海からの玄関口、また観光の目的地としての機能を高める;(フェリーターミナルの改善、地下駐車場の導入等)

Commercial District

世界クラスのビジネス交流の場とする;(街路景観の向上等)

Cultural Quarter

文化的エリアを統合し、フレンドリーな環境を提供する;(ライムストリート駅や歩行者ルートの改善等)

Castle Street

業務と質の高い生活支援施設の共存する機能性に優れたエリアとする;(歩行者優先、街路環境の改善等)

Retail Core

世界的に有名な商業都市とする;(既存商店街の再生等)

Kings Waterfront

レジャー・娯楽のための国際的活動の場とする;(中心市街地とのリンク等)

Hope Street Quarter

活気あふれるコミュニティを創造する;(オープンスペースの改善、イブニングエコノミーの奨励)

新しい試み‐高架道路の廃止とLRTの導入

中心市街地においては、スムーズなアクセスを確立するため、交通手段の分散化を図り、総合的環境改善を目途とした交通改善計画(Local Transport Plan 2001-2006/City Centre Movement Strategy Plan )が作成されている。その目玉は、ライムストリート駅北側に入る高架道路を2006年迄に解体し、それに代わるLRT(トラム)を2路線敷設する計画である。

市民参加による展開

都市再生を実現するためには、法的・戦略的にも優れた力量が求められる。リバプール・ビジョンでは、再生のための計画、資金調達に加え、その実現に必要な「オーナーシップの意識醸成」にも努めている。それは、幅広いコミュニティ・メンバーを取り込むことである。

Jim Gill氏は、その目的を「市民のQuality of Lifeを向上させるため」と語る。

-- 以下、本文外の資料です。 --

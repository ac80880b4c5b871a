//! Flat-histogram bias estimators.

mod transition_matrix;
mod wang_landau;
mod wltm;

pub use transition_matrix::TransitionMatrix;
pub use wang_landau::WangLandau;
pub use wltm::Wltm;

use serde::{Deserialize, Serialize};

use fhmc_core::{provenance, McError};

use crate::collection::CollectionMatrix;
use crate::config::BiasConfig;
use crate::ln_prob::LnProbability;

/// Serialization tag of [`Bias`] byte streams.
pub const BIAS_VERSION: u32 = 1;

/// Closed set of bias estimators owned by a flat-histogram criteria.
#[derive(Debug, Clone, PartialEq, Serialize, Deserialize)]
pub enum Bias {
    /// Wang-Landau.
    WangLandau(WangLandau),
    /// Transition-Matrix.
    TransitionMatrix(TransitionMatrix),
    /// Wang-Landau then Transition-Matrix.
    Wltm(Wltm),
}

impl Bias {
    /// Fresh estimator over `num_bins` bins.
    pub fn from_config(config: &BiasConfig, num_bins: usize) -> Result<Self, McError> {
        config.validate()?;
        Ok(match config {
            BiasConfig::WangLandau(wl) => Bias::WangLandau(WangLandau::new(wl, num_bins)),
            BiasConfig::TransitionMatrix(tm) => {
                Bias::TransitionMatrix(TransitionMatrix::new(tm, num_bins))
            }
            BiasConfig::Wltm(wltm) => Bias::Wltm(Wltm::new(wltm, num_bins)),
        })
    }

    /// Log correction added to the raw Metropolis probability for `old -> new`.
    pub fn ln_bias(&self, new: usize, old: usize) -> f64 {
        match self {
            Bias::WangLandau(wl) => wl.ln_bias(new, old),
            Bias::TransitionMatrix(tm) => tm.ln_bias(new, old),
            Bias::Wltm(wltm) => wltm.ln_bias(new, old),
        }
    }

    /// Records an attempt. Forced rejections arrive as `old -> old`.
    pub fn update(
        &mut self,
        old: usize,
        new: usize,
        ln_metropolis_prob: f64,
        accepted: bool,
    ) -> Result<(), McError> {
        match self {
            Bias::WangLandau(wl) => {
                wl.update(old, new, accepted);
                Ok(())
            }
            Bias::TransitionMatrix(tm) => tm.update(old, new, ln_metropolis_prob, accepted),
            Bias::Wltm(wltm) => wltm.update(old, new, ln_metropolis_prob, accepted),
        }
    }

    /// Flatness, solve and sweep bookkeeping over the soft range.
    pub fn infrequent_update(&mut self, soft_min: usize, soft_max: usize) {
        match self {
            Bias::WangLandau(wl) => {
                wl.infrequent_update(soft_min, soft_max);
            }
            Bias::TransitionMatrix(tm) => tm.infrequent_update(soft_min, soft_max),
            Bias::Wltm(wltm) => wltm.infrequent_update(soft_min, soft_max),
        }
    }

    /// Current estimate driving acceptance.
    pub fn ln_macro_prob(&self) -> &LnProbability {
        match self {
            Bias::WangLandau(wl) => wl.ln_prob(),
            Bias::TransitionMatrix(tm) => tm.ln_prob(),
            Bias::Wltm(wltm) => wltm.ln_prob(),
        }
    }

    /// Replaces the estimate driving acceptance.
    pub fn set_ln_macro_prob(&mut self, ln_prob: LnProbability) {
        match self {
            Bias::WangLandau(wl) => wl.set_ln_prob(ln_prob),
            Bias::TransitionMatrix(tm) => tm.set_ln_prob(ln_prob),
            Bias::Wltm(wltm) => {
                if wltm.is_transition_matrix_stage() {
                    wltm.transition_matrix_mut().set_ln_prob(ln_prob)
                } else {
                    wltm.wang_landau_mut().set_ln_prob(ln_prob)
                }
            }
        }
    }

    /// Collection matrix, when the active estimate is Transition-Matrix.
    pub fn collection(&self) -> Option<&CollectionMatrix> {
        match self {
            Bias::WangLandau(_) => None,
            Bias::TransitionMatrix(tm) => Some(tm.collection()),
            Bias::Wltm(wltm) if wltm.is_transition_matrix_stage() => {
                Some(wltm.transition_matrix().collection())
            }
            Bias::Wltm(_) => None,
        }
    }

    /// Per-bin visit counters of the active estimate.
    pub fn visited(&self) -> &[u64] {
        match self {
            Bias::WangLandau(wl) => wl.visited(),
            Bias::TransitionMatrix(tm) => tm.visits(),
            Bias::Wltm(wltm) if wltm.is_transition_matrix_stage() => {
                wltm.transition_matrix().visits()
            }
            Bias::Wltm(wltm) => wltm.wang_landau().visited(),
        }
    }

    /// Flatness events (Wang-Landau stage) or sweeps (Transition-Matrix stage).
    pub fn num_iterations(&self) -> usize {
        match self {
            Bias::WangLandau(wl) => wl.num_flatness(),
            Bias::TransitionMatrix(tm) => tm.num_sweeps(),
            Bias::Wltm(wltm) => {
                wltm.wang_landau().num_flatness() + wltm.transition_matrix().num_sweeps()
            }
        }
    }

    /// Local completion criterion.
    pub fn is_complete(&self) -> bool {
        match self {
            Bias::WangLandau(wl) => wl.is_complete(),
            Bias::TransitionMatrix(tm) => tm.is_complete(),
            Bias::Wltm(wltm) => wltm.is_complete(),
        }
    }

    /// Number of bins.
    pub fn num_bins(&self) -> usize {
        self.ln_macro_prob().len()
    }

    /// Short estimator name used in reports.
    pub fn name(&self) -> &'static str {
        match self {
            Bias::WangLandau(_) => "wang-landau",
            Bias::TransitionMatrix(_) => "transition-matrix",
            Bias::Wltm(_) => "wltm",
        }
    }

    /// Versioned binary encoding.
    pub fn to_bytes(&self) -> Result<Vec<u8>, McError> {
        provenance::to_bytes("bias", BIAS_VERSION, self)
    }

    /// Restores a bias written by [`Bias::to_bytes`].
    pub fn from_bytes(bytes: &[u8]) -> Result<Self, McError> {
        provenance::from_bytes(bytes, "bias", BIAS_VERSION)
    }
}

対象は@レジデンシャル・コミュニティ(住民;中心部居住者約9,000人と郊外の人々も対象)と、Aビジネスコミュニティ(民間企業)。具体的には「パネル」と名づけられた「市民400人集会」(戦略プランの協議)の開催と、7つのアクションエリア毎のWork Shopを行っている。

4.TCMとの関係‐タウンセンターマネジメントの仕事


リバプール市には、7年前から「Liverpool Partnership」という会社形態のTCM組織が設立され、タウンマネジメントの展開が行われてきたが、リバプール・ビジョンの設立に伴い、会社自体はリバプール・ビジョンに吸収統合された。しかし、TCM本来の仕事(メンテナンス、防犯、環境整備、イベントプロモーション等)は、1999年から市役所内の「Regeneration City Centre Management Team」に移管し、従来からマネージャーを務めていたポール・ライス氏を中心に、現在は44名のスタッフにより活動している。ライス氏は「リバプール・ビジョンはマクロな都市再生戦略事業を行う組織。私達は日常生活をサポートするミクロの仕事を行うもの」とその役割区分を説明してくれた。

TCMの活動で特徴的なことは、中心地の主要街路7つを「ゴールド・ゾーン」と名づけ、魅力的で安全な都心環境を作り上げるため「ナビゲーター」と称するパトロール・ガイドと清掃・メンテナンス報告を施すスタッフがきめ細やかな市民サービスを行っている点である。また、2001年8月には、ビートルズゆかりの「キャバーン・クラブ」を所有する観光会社「キャバーン・シティ・ツアーズ」が主催する「2001インターナショナル・ビートルズ・ウィーク」の音楽イベントの支援も行っている。

5.都市再生への提言 ‐ Jim Gill氏のアドバイス


リバプール・ビジョンは、イギリスにおける新しいスタイルのアーバン・リジェネレーション・カンパニー(都市再生会社)として注目できるものである。今回、その実務責任者であるJim Gill氏から「今日的都市再生への取組みに関するアドバイス」を頂いた。

  1. 開発の必要性の理解

なぜ現状がうまくいっていないのかを理解し合うこと。さらに、「地元の本当の期待は何か」、また「自分達の出来ることは、どこまでなのか」を明らかにすること。

  1. 公共(行政)介入の必要性

行政がリードしなければならない分野は多い(環境、インフラ、交通など)。

  1. 特定企業の利益排除

中心市街地の開発には、現在多くの補助金や公的資金が入る。よって限られた者のみが利益を受ける事業手法は好ましくない。順次事業を進展させるためにも、開発利益は広げたい。

  1. 補助金の有効活用

公的資金は開発主体や参画企業にも入るが、それらは、単に施設づくりのためではなく、その後のサービス向上と雇用の確保に貢献できるようにするべきである。建物資産を株として所有するなど長期的にリスクヘッジができ、収益向上の仕組みが必要。

  1. 民間との新しい接点づくり

民間は自治体の下部組織ではない。新しい公共と民間の関係づくりが開発には必要である。そのためには、開発の全体計画を常に示し、民間に対しての信頼を作ることである。単なる土地利用計画だけではなく、その「物的環境計画」と併せて「社会問題解決(雇用、教育、安全、高齢者等)計画」を含むものを提示するべきである。